• _Instructions for the task_
Among the entries below, please repeat exactly and only the lines from the line containing "rsi_from_means(mean_gain, mean_loss)" to the line containing "pub fn calculate_rsi_default(candles: &[Candle])", both lines included.
=== Section Start ===
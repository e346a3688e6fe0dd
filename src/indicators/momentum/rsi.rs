//! RSI (Relative Strength Index) indicator
//!
//! RSI = 100 - (100 / (1 + RS))
//! RS = mean gain / mean loss over a simple rolling window

use crate::models::indicators::Candle;

pub const DEFAULT_RSI_PERIOD: usize = 14;

/// Per-step gains and losses. The first point has no prior close and
/// contributes zero to both.
fn gains_and_losses(values: &[f64]) -> (Vec<f64>, Vec<f64>) {
    let mut gains = Vec::with_capacity(values.len());
    let mut losses = Vec::with_capacity(values.len());

    if !values.is_empty() {
        gains.push(0.0);
        losses.push(0.0);
    }

    for pair in values.windows(2) {
        let change = pair[1] - pair[0];
        gains.push(change.max(0.0));
        losses.push((-change).max(0.0));
    }

    (gains, losses)
}

fn rsi_from_means(mean_gain: f64, mean_loss: f64) -> Option<f64> {
    if mean_loss == 0.0 {
        // All gains pins RSI at 100; a flat window leaves RS undefined.
        return (mean_gain > 0.0).then_some(100.0);
    }
    let rs = mean_gain / mean_loss;
    Some(100.0 - (100.0 / (1.0 + rs)))
}

/// RSI for every point; `None` for the first `period - 1` points and for
/// flat windows.
pub fn rsi_series(values: &[f64], period: usize) -> Vec<Option<f64>> {
    if period == 0 {
        return vec![None; values.len()];
    }

    let (gains, losses) = gains_and_losses(values);

    (0..values.len())
        .map(|i| {
            if i + 1 < period {
                return None;
            }
            let window = i + 1 - period..=i;
            let mean_gain = gains[window.clone()].iter().sum::<f64>() / period as f64;
            let mean_loss = losses[window].iter().sum::<f64>() / period as f64;
            rsi_from_means(mean_gain, mean_loss)
        })
        .collect()
}

/// RSI at the last value
pub fn latest_rsi(values: &[f64], period: usize) -> Option<f64> {
    rsi_series(values, period).last().copied().flatten()
}

/// RSI of candle closes at the last candle
pub fn calculate_rsi(candles: &[Candle], period: usize) -> Option<f64> {
    let closes: Vec<f64> = candles.iter().map(|c| c.close).collect();
    latest_rsi(&closes, period)
}

/// Calculate RSI with default period (14)
pub fn calculate_rsi_default(candles: &[Candle]) -> Option<f64> {
    calculate_rsi(candles, DEFAULT_RSI_PERIOD)
}
//! Scenario: layered store config — defaults, override order, strictness.

use oak_config::{load_layered_yaml, load_layered_yaml_from_strings, StoreConfig};

#[test]
fn no_layers_means_defaults() {
    let cfg = load_layered_yaml_from_strings(&[]).unwrap();
    assert_eq!(cfg, StoreConfig::default());
    assert_eq!(cfg.store_name, "Oak Donuts");
    assert_eq!(cfg.database_url, None);
}

#[test]
fn later_layer_overrides_earlier_keys_only() {
    let base = "store_name: Oak Donuts HQ\ndatabase_url: sqlite:hq.db\n";
    let site = "store_name: Oak Donuts Pier 7\n";

    let cfg = load_layered_yaml_from_strings(&[base, site]).unwrap();
    assert_eq!(cfg.store_name, "Oak Donuts Pier 7");
    // Untouched base keys survive the merge.
    assert_eq!(cfg.database_url.as_deref(), Some("sqlite:hq.db"));
}

#[test]
fn empty_layer_is_a_no_op() {
    let base = "store_name: Oak Donuts HQ\n";
    let cfg = load_layered_yaml_from_strings(&[base, ""]).unwrap();
    assert_eq!(cfg.store_name, "Oak Donuts HQ");
}

#[test]
fn unknown_keys_fail_loudly() {
    let err = load_layered_yaml_from_strings(&["store_nmae: typo\n"]).unwrap_err();
    assert!(format!("{err:#}").contains("expected shape"));
}

#[test]
fn missing_file_is_reported_with_its_path() {
    let err = load_layered_yaml(&["/no/such/dir/pos.yaml"]).unwrap_err();
    assert!(format!("{err:#}").contains("/no/such/dir/pos.yaml"));
}

#[test]
fn receipt_footer_is_optional() {
    let cfg = load_layered_yaml_from_strings(&["receipt_footer: thanks, see you tomorrow\n"])
        .unwrap();
    assert_eq!(
        cfg.receipt_footer.as_deref(),
        Some("thanks, see you tomorrow")
    );
}
//! Scenario: the order-commit contract
//!
//! # Invariants under test
//!
//! 1. Placing an empty cart fails with `CheckoutError::EmptyCart` and
//!    persists nothing.
//! 2. A successful commit records the exact totals, the verbatim
//!    "YYYY-MM-DD HH:MM:SS" timestamp, and the insertion-ordered item
//!    summary — and only then clears the cart.
//! 3. A failed write surfaces the storage error and leaves the cart
//!    unchanged for retry.
//!
//! Storage is faked in memory; no DB involved.

use std::sync::Mutex;

use anyhow::{bail, Result};
use async_trait::async_trait;
use chrono::{NaiveDate, NaiveDateTime};
use oak_checkout::{place_order, Cart, CheckoutError, Micros, OrderDraft, OrderStore};

/// Accepts every order and remembers the drafts it was handed.
#[derive(Default)]
struct RecordingStore {
    orders: Mutex<Vec<OrderDraft>>,
}

#[async_trait]
impl OrderStore for RecordingStore {
    async fn record_order(&self, draft: &OrderDraft) -> Result<i64> {
        let mut orders = self.orders.lock().unwrap();
        orders.push(draft.clone());
        Ok(orders.len() as i64)
    }
}

/// Refuses every order, simulating a storage outage.
struct FailingStore;

#[async_trait]
impl OrderStore for FailingStore {
    async fn record_order(&self, _draft: &OrderDraft) -> Result<i64> {
        bail!("disk full")
    }
}

fn ten_thirty() -> NaiveDateTime {
    NaiveDate::from_ymd_opt(2026, 8, 7)
        .unwrap()
        .and_hms_opt(10, 30, 0)
        .unwrap()
}

fn loaded_cart() -> Cart {
    let mut cart = Cart::new();
    cart.add_line(1, "A", Micros::new(1_500_000), 3).unwrap();
    cart.add_line(2, "B", Micros::new(2_000_000), 1).unwrap();
    cart
}

#[tokio::test]
async fn empty_cart_is_refused_and_nothing_is_persisted() {
    let store = RecordingStore::default();
    let mut cart = Cart::new();

    let err = place_order(&mut cart, &store, ten_thirty())
        .await
        .unwrap_err();
    assert_eq!(
        err.downcast_ref::<CheckoutError>(),
        Some(&CheckoutError::EmptyCart)
    );
    assert!(store.orders.lock().unwrap().is_empty());
}

#[tokio::test]
async fn successful_commit_records_exact_draft_and_clears_cart() {
    let store = RecordingStore::default();
    let mut cart = loaded_cart();

    let placed = place_order(&mut cart, &store, ten_thirty())
        .await
        .unwrap();

    assert!(cart.is_empty(), "a confirmed write must clear the cart");
    assert_eq!(placed.order_id, 1);
    assert_eq!(placed.subtotal, Micros::new(6_500_000));
    assert_eq!(placed.tax, Micros::new(390_000));
    assert_eq!(placed.total, Micros::new(6_890_000));
    assert_eq!(placed.item_summary, "A x3; B x1");

    let orders = store.orders.lock().unwrap();
    assert_eq!(orders.len(), 1);
    let draft = &orders[0];
    assert_eq!(draft.placed_at, "2026-08-07 10:30:00");
    assert_eq!(draft.item_summary, "A x3; B x1");
    assert_eq!(draft.total, Micros::new(6_890_000));
    assert_eq!(draft.lines.len(), 2);
    assert_eq!(draft.lines[0].quantity, 3);
}

#[tokio::test]
async fn failed_write_surfaces_error_and_leaves_cart_unchanged() {
    let mut cart = loaded_cart();
    let before = cart.clone();

    let err = place_order(&mut cart, &FailingStore, ten_thirty())
        .await
        .unwrap_err();

    assert!(format!("{err:#}").contains("disk full"));
    assert_eq!(cart, before, "a failed write must not touch the cart");

    // The same cart can be committed once storage recovers.
    let store = RecordingStore::default();
    let placed = place_order(&mut cart, &store, ten_thirty())
        .await
        .unwrap();
    assert_eq!(placed.item_summary, "A x3; B x1");
    assert!(cart.is_empty());
}
//! oak-cli entry point.
//!
//! This binary is the presentation adapter: it parses arguments, wires the
//! config and the database pool, and delegates to the workflow and
//! repository crates.  No business logic lives here (or in `commands/`) —
//! totals, tax, and cart rules belong to `oak-checkout`.

use anyhow::Result;
use clap::{Parser, Subcommand};
use oak_config::StoreConfig;
use oak_db::Pool;

mod commands;

#[derive(Parser)]
#[command(name = "oak")]
#[command(about = "Oak Donuts point-of-sale CLI", long_about = None)]
struct Cli {
    /// Store config YAML paths in merge order (base -> site overrides)
    #[arg(long = "config", global = true)]
    config_paths: Vec<String>,

    #[command(subcommand)]
    cmd: Commands,
}

#[derive(Subcommand)]
enum Commands {
    /// Database commands
    Db {
        #[command(subcommand)]
        cmd: DbCmd,
    },

    /// Menu management
    Menu {
        #[command(subcommand)]
        cmd: commands::menu::MenuCmd,
    },

    /// Order taking and history
    Order {
        #[command(subcommand)]
        cmd: commands::order::OrderCmd,
    },
}

#[derive(Subcommand)]
enum DbCmd {
    /// Connectivity + schema presence probe
    Status,

    /// Apply schema migrations (idempotent)
    Migrate,
}

#[tokio::main]
async fn main() -> Result<()> {
    // Load .env.local if present (dev convenience). Silent if absent.
    let _ = dotenvy::from_filename(".env.local");

    init_tracing();

    let cli = Cli::parse();

    let path_refs: Vec<&str> = cli.config_paths.iter().map(|s| s.as_str()).collect();
    let config = oak_config::load_layered_yaml(&path_refs)?;

    match cli.cmd {
        Commands::Db { cmd } => {
            let pool = connect(&config).await?;
            match cmd {
                DbCmd::Status => {
                    let s = oak_db::status(&pool).await?;
                    println!("db_ok={} has_menu_table={}", s.ok, s.has_menu_table);
                }
                DbCmd::Migrate => {
                    oak_db::migrate(&pool).await?;
                    println!("migrations_applied=true");
                }
            }
        }

        Commands::Menu { cmd } => {
            let pool = open_store(&config).await?;
            commands::menu::run(&pool, cmd).await?;
        }

        Commands::Order { cmd } => {
            let pool = open_store(&config).await?;
            commands::order::run(&pool, &config, cmd).await?;
        }
    }

    Ok(())
}

fn init_tracing() {
    tracing_subscriber::fmt()
        .with_env_filter(
            tracing_subscriber::EnvFilter::try_from_default_env().unwrap_or_else(|_| "info".into()),
        )
        .init();
}

/// Resolve the database location: config file first, then env var/default.
async fn connect(config: &StoreConfig) -> Result<Pool> {
    match &config.database_url {
        Some(url) => oak_db::connect(url).await,
        None => oak_db::connect_from_env().await,
    }
}

/// Connect and bring the schema up to date — the normal path for every
/// sales-floor command.  A failure here ends the process with exit code 1.
async fn open_store(config: &StoreConfig) -> Result<Pool> {
    let pool = connect(config).await?;
    oak_db::migrate(&pool).await?;
    Ok(pool)
}
/// Migrating twice on a clean database must be idempotent, and a migrated
/// database must report a healthy status with the menu schema present.
#[tokio::test]
async fn migrate_idempotent_on_clean_db() -> anyhow::Result<()> {
    let pool = oak_db::connect_in_memory().await?;

    oak_db::migrate(&pool).await?;
    oak_db::migrate(&pool).await?;

    let s = oak_db::status(&pool).await?;
    assert!(s.ok);
    assert!(s.has_menu_table);

    Ok(())
}

/// A fresh, unmigrated database answers queries but has no schema yet.
#[tokio::test]
async fn status_reports_missing_schema_before_migrate() -> anyhow::Result<()> {
    let pool = oak_db::connect_in_memory().await?;

    let s = oak_db::status(&pool).await?;
    assert!(s.ok);
    assert!(!s.has_menu_table);

    Ok(())
}
// Copyright 2026 the Venue Authors
// SPDX-License-Identifier: Apache-2.0 OR MIT

use kurbo::Size;
use tracing::{debug, trace};
use venue_cluster::{Located, LocationClusters, aggregate};
use venue_viewport::{FitOptions, GeoBounds, MapCamera, MapViewport, compute_bounds};

use crate::adapter::{MapRenderAdapter, Marker, TileSource, markers};

/// Events plus everything derived from them for the map.
///
/// `EventMap` owns the event collection and caches the clusters, bounds,
/// markers and fitted camera. The cache is rebuilt only when
/// [`EventMap::set_events`] receives a collection that differs from the
/// current one, and each rebuild bumps [`EventMap::revision`]. Downstream code
/// can compare revisions to skip redundant work.
///
/// [`EventMap::present`] pushes the cached state to a [`MapRenderAdapter`],
/// again only when something changed since the last presentation.
pub struct EventMap<E: Located> {
    events: Vec<E>,
    clusters: LocationClusters<E::LocationId>,
    bounds: GeoBounds,
    markers: Vec<Marker<E::LocationId>>,
    viewport: MapViewport,
    tiles: TileSource,
    revision: u64,
    view_generation: u64,
    presented: Option<(u64, u64)>,
}

impl<E: Located> core::fmt::Debug for EventMap<E> {
    fn fmt(&self, f: &mut core::fmt::Formatter<'_>) -> core::fmt::Result {
        f.debug_struct("EventMap")
            .field("events", &self.events.len())
            .field("clusters", &self.clusters.len())
            .field("bounds", &self.bounds)
            .field("camera", &self.camera())
            .field("revision", &self.revision)
            .finish_non_exhaustive()
    }
}

impl<E: Located> EventMap<E> {
    /// Creates an empty map model for a view of `view_size` pixels.
    #[must_use]
    pub fn new(view_size: Size) -> Self {
        Self::with_options(view_size, FitOptions::default(), TileSource::default())
    }

    /// Creates an empty map model with explicit fit options and tile source.
    #[must_use]
    pub fn with_options(view_size: Size, fit: FitOptions, tiles: TileSource) -> Self {
        // `MapViewport::with_options` starts fitted to the world, matching
        // the bounds of an empty collection.
        Self {
            events: Vec::new(),
            clusters: LocationClusters::default(),
            bounds: GeoBounds::WORLD,
            markers: Vec::new(),
            viewport: MapViewport::with_options(view_size, fit),
            tiles,
            revision: 0,
            view_generation: 0,
            presented: None,
        }
    }

    /// The current events.
    #[must_use]
    pub fn events(&self) -> &[E] {
        &self.events
    }

    /// Clusters of [`EventMap::events`] by location.
    #[must_use]
    pub fn clusters(&self) -> &LocationClusters<E::LocationId> {
        &self.clusters
    }

    /// Region enclosing all clusters, or the world when there are none.
    #[must_use]
    pub fn bounds(&self) -> GeoBounds {
        self.bounds
    }

    /// One marker per cluster.
    #[must_use]
    pub fn markers(&self) -> &[Marker<E::LocationId>] {
        &self.markers
    }

    /// Camera fitted to [`EventMap::bounds`] for the current view size.
    #[must_use]
    pub fn camera(&self) -> MapCamera {
        self.viewport.camera()
    }

    /// The viewport used for fitting, for placing overlays in view space.
    #[must_use]
    pub fn viewport(&self) -> &MapViewport {
        &self.viewport
    }

    /// The tile source handed to adapters on initialization.
    #[must_use]
    pub fn tiles(&self) -> &TileSource {
        &self.tiles
    }

    /// Returns the current revision counter.
    ///
    /// Bumped once per rebuild of the derived state; stays put while the
    /// event collection is unchanged.
    #[must_use]
    pub fn revision(&self) -> u64 {
        self.revision
    }

    /// Resizes the view and refits the camera to the current bounds.
    pub fn set_view_size(&mut self, size: Size) {
        if self.viewport.view_size() == size {
            return;
        }
        self.viewport.set_view_size(size);
        self.refit();
    }

    /// Replaces the fit options and refits the camera.
    pub fn set_fit_options(&mut self, fit: FitOptions) {
        self.viewport.set_options(fit);
        self.refit();
    }

    /// Forgets what was presented, so the next [`EventMap::present`]
    /// reinitializes the adapter and sends everything again.
    pub fn invalidate_presentation(&mut self) {
        self.presented = None;
    }

    /// Pushes bounds, camera and markers to `adapter` if they changed since
    /// the last call. Returns `true` if the adapter was called.
    ///
    /// Changes are tracked by counters rather than by comparing coordinates,
    /// so positions holding `NaN` are presented once like any other.
    pub fn present<A>(&mut self, adapter: &mut A) -> bool
    where
        A: MapRenderAdapter<E::LocationId> + ?Sized,
    {
        let camera = self.camera();
        let current = (self.revision, self.view_generation);
        if self.presented == Some(current) {
            trace!(revision = self.revision, "map already presented");
            return false;
        }

        if self.presented.is_none() {
            adapter.init(&self.tiles);
        }
        adapter.fit_bounds(self.bounds, camera);
        let markers_stale = self.presented.map(|(revision, _)| revision) != Some(self.revision);
        if markers_stale {
            adapter.set_markers(&self.markers);
        }
        self.presented = Some(current);

        debug!(
            revision = self.revision,
            markers = self.markers.len(),
            zoom = camera.zoom,
            markers_sent = markers_stale,
            "presented map"
        );
        true
    }

    fn refit(&mut self) {
        self.viewport.fit_bounds(self.bounds);
        self.view_generation = self.view_generation.wrapping_add(1);
    }

    fn rebuild(&mut self) {
        self.clusters = aggregate(&self.events);
        self.bounds = compute_bounds(&self.clusters);
        self.markers = markers(&self.clusters);
        self.viewport.fit_bounds(self.bounds);
        self.revision = self.revision.wrapping_add(1);

        debug!(
            revision = self.revision,
            events = self.events.len(),
            clusters = self.clusters.len(),
            point = self.bounds.is_point(),
            "rebuilt event clusters"
        );
    }
}

impl<E: Located + PartialEq> EventMap<E> {
    /// Replaces the events. Derived state is rebuilt only if `events` differs
    /// from the current collection by `PartialEq`. Returns `true` if it was
    /// rebuilt.
    ///
    /// [`LatLng`](venue_cluster::LatLng) equality treats bit-identical `NaN`
    /// coordinates as equal, so an unchanged collection with malformed
    /// positions is not rebuilt either.
    pub fn set_events(&mut self, events: Vec<E>) -> bool {
        if self.events == events {
            trace!(
                revision = self.revision,
                events = events.len(),
                "event collection unchanged"
            );
            return false;
        }
        self.events = events;
        self.rebuild();
        true
    }
}
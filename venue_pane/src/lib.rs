// Copyright 2026 the Venue Authors
// SPDX-License-Identifier: Apache-2.0 OR MIT

//! Venue Pane: list/map pane state for event browsers.
//!
//! An event browser shows a list of events and a map of where they happen.
//! On a wide screen both panes sit side by side. On a narrow one only one fits,
//! and a toggle control switches between them.
//!
//! This crate keeps those two inputs apart:
//! - **Which pane the user chose** ([`ViewState`]), changed only by explicit
//!   action.
//! - **Whether the layout is constrained**, an external signal from the host's
//!   breakpoint logic (see [`Breakpoint`]).
//!
//! Visibility is a pure function of both ([`visibility_for`]), reported as
//! [`Panes`] flags. [`PaneController`] wraps the pair with change reporting
//! and a revision counter.
//!
//! ## Minimal example
//!
//! ```rust
//! use venue_pane::{Breakpoint, PaneController, Panes};
//!
//! let mut panes = PaneController::new();
//! panes.on_viewport_width(390.0, &Breakpoint::SMALL);
//! assert_eq!(panes.visibility(), Panes::LIST | Panes::TOGGLE);
//!
//! panes.toggle();
//! assert!(panes.is_map_visible());
//! assert!(!panes.is_list_visible());
//! ```
//!
//! The controller is a plain value with no internal queue; transitions apply
//! in the order they are called.
//!
//! This crate is `no_std`.

#![no_std]

mod controller;
mod state;

pub use controller::{PaneChange, PaneController};
pub use state::{Breakpoint, Panes, ViewState, visibility_for};
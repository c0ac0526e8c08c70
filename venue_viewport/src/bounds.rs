// Copyright 2026 the Venue Authors
// SPDX-License-Identifier: Apache-2.0 OR MIT

use kurbo::{Point, Rect};
use venue_cluster::{LatLng, LocationClusters};

use crate::projection::project;

/// Axis-aligned region in latitude/longitude space.
///
/// The region is stored as its south-west and north-east corners. A region
/// whose corners coincide is a point; [`crate::fit_camera`] handles that case
/// with a default zoom rather than dividing by a zero span.
#[derive(Clone, Copy, Debug, PartialEq)]
#[cfg_attr(feature = "serde", derive(serde::Serialize, serde::Deserialize))]
pub struct GeoBounds {
    /// Minimum latitude and minimum longitude.
    pub south_west: LatLng,
    /// Maximum latitude and maximum longitude.
    pub north_east: LatLng,
}

impl GeoBounds {
    /// The fallback region used when there is nothing to show.
    ///
    /// It spans every valid coordinate, so any in-range position is contained.
    pub const WORLD: Self = Self {
        south_west: LatLng::new(LatLng::MIN_LAT, LatLng::MIN_LNG),
        north_east: LatLng::new(LatLng::MAX_LAT, LatLng::MAX_LNG),
    };

    /// Creates a region from two corners, normalizing them component-wise.
    #[must_use]
    pub fn new(a: LatLng, b: LatLng) -> Self {
        Self {
            south_west: LatLng::new(a.lat.min(b.lat), a.lng.min(b.lng)),
            north_east: LatLng::new(a.lat.max(b.lat), a.lng.max(b.lng)),
        }
    }

    /// Creates a zero-area region at `point`.
    #[must_use]
    pub const fn from_point(point: LatLng) -> Self {
        Self {
            south_west: point,
            north_east: point,
        }
    }

    /// Returns the smallest region containing every point, or `None` if the
    /// iterator is empty.
    pub fn from_points<I>(points: I) -> Option<Self>
    where
        I: IntoIterator<Item = LatLng>,
    {
        let mut points = points.into_iter();
        let first = points.next()?;
        Some(points.fold(Self::from_point(first), |mut bounds, point| {
            bounds.extend(point);
            bounds
        }))
    }

    /// Grows the region so that it contains `point`.
    pub fn extend(&mut self, point: LatLng) {
        self.south_west.lat = self.south_west.lat.min(point.lat);
        self.south_west.lng = self.south_west.lng.min(point.lng);
        self.north_east.lat = self.north_east.lat.max(point.lat);
        self.north_east.lng = self.north_east.lng.max(point.lng);
    }

    /// Returns the smallest region containing both `self` and `other`.
    #[must_use]
    pub fn union(mut self, other: Self) -> Self {
        self.extend(other.south_west);
        self.extend(other.north_east);
        self
    }

    /// Returns `true` if `point` lies inside or on the edge of the region.
    #[must_use]
    pub fn contains(&self, point: LatLng) -> bool {
        (self.south_west.lat..=self.north_east.lat).contains(&point.lat)
            && (self.south_west.lng..=self.north_east.lng).contains(&point.lng)
    }

    /// Midpoint of the region in degrees.
    #[must_use]
    pub fn center(&self) -> LatLng {
        LatLng::new(
            (self.south_west.lat + self.north_east.lat) * 0.5,
            (self.south_west.lng + self.north_east.lng) * 0.5,
        )
    }

    /// Latitude extent in degrees.
    #[must_use]
    pub fn lat_span(&self) -> f64 {
        self.north_east.lat - self.south_west.lat
    }

    /// Longitude extent in degrees.
    #[must_use]
    pub fn lng_span(&self) -> f64 {
        self.north_east.lng - self.south_west.lng
    }

    /// Returns `true` if both corners coincide.
    #[must_use]
    pub fn is_point(&self) -> bool {
        self.south_west == self.north_east
    }

    /// Grows the region on every side by `ratio` times its span on that axis.
    ///
    /// Padding a point region leaves it a point. Negative ratios are treated
    /// as zero.
    #[must_use]
    pub fn padded(&self, ratio: f64) -> Self {
        let ratio = ratio.max(0.0);
        let dlat = self.lat_span() * ratio;
        let dlng = self.lng_span() * ratio;
        Self {
            south_west: LatLng::new(self.south_west.lat - dlat, self.south_west.lng - dlng),
            north_east: LatLng::new(self.north_east.lat + dlat, self.north_east.lng + dlng),
        }
    }

    /// Projects the region into normalized Web Mercator space.
    ///
    /// The result lives in `[0, 1] x [0, 1]` with `y` growing southwards, so
    /// the north-east corner maps to the minimum `y`.
    #[must_use]
    pub fn to_mercator_rect(&self) -> Rect {
        let sw = project(self.south_west);
        let ne = project(self.north_east);
        Rect::from_points(Point::new(sw.x, ne.y), Point::new(ne.x, sw.y))
    }
}

impl Default for GeoBounds {
    fn default() -> Self {
        Self::WORLD
    }
}

/// Computes the region a map should show for `clusters`.
///
/// With at least one cluster this is the minimal region enclosing every
/// cluster position; a single cluster gives a zero-area region at its
/// position. With no clusters it is [`GeoBounds::WORLD`].
#[must_use]
pub fn compute_bounds<K>(clusters: &LocationClusters<K>) -> GeoBounds {
    GeoBounds::from_points(clusters.positions()).unwrap_or(GeoBounds::WORLD)
}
=== Section End ===
• _Exercise output_
            rsi_from_means(mean_gain, mean_loss)
        })
        .collect()
}

/// RSI at the last value
pub fn latest_rsi(values: &[f64], period: usize) -> Option<f64> {
    rsi_series(values, period).last().copied().flatten()
}

/// RSI of candle closes at the last candle
pub fn calculate_rsi(candles: &[Candle], period: usize) -> Option<f64> {
    let closes: Vec<f64> = candles.iter().map(|c| c.close).collect();
    latest_rsi(&closes, period)
}

/// Calculate RSI with default period (14)
pub fn calculate_rsi_default(candles: &[Candle]) -> Option<f64> {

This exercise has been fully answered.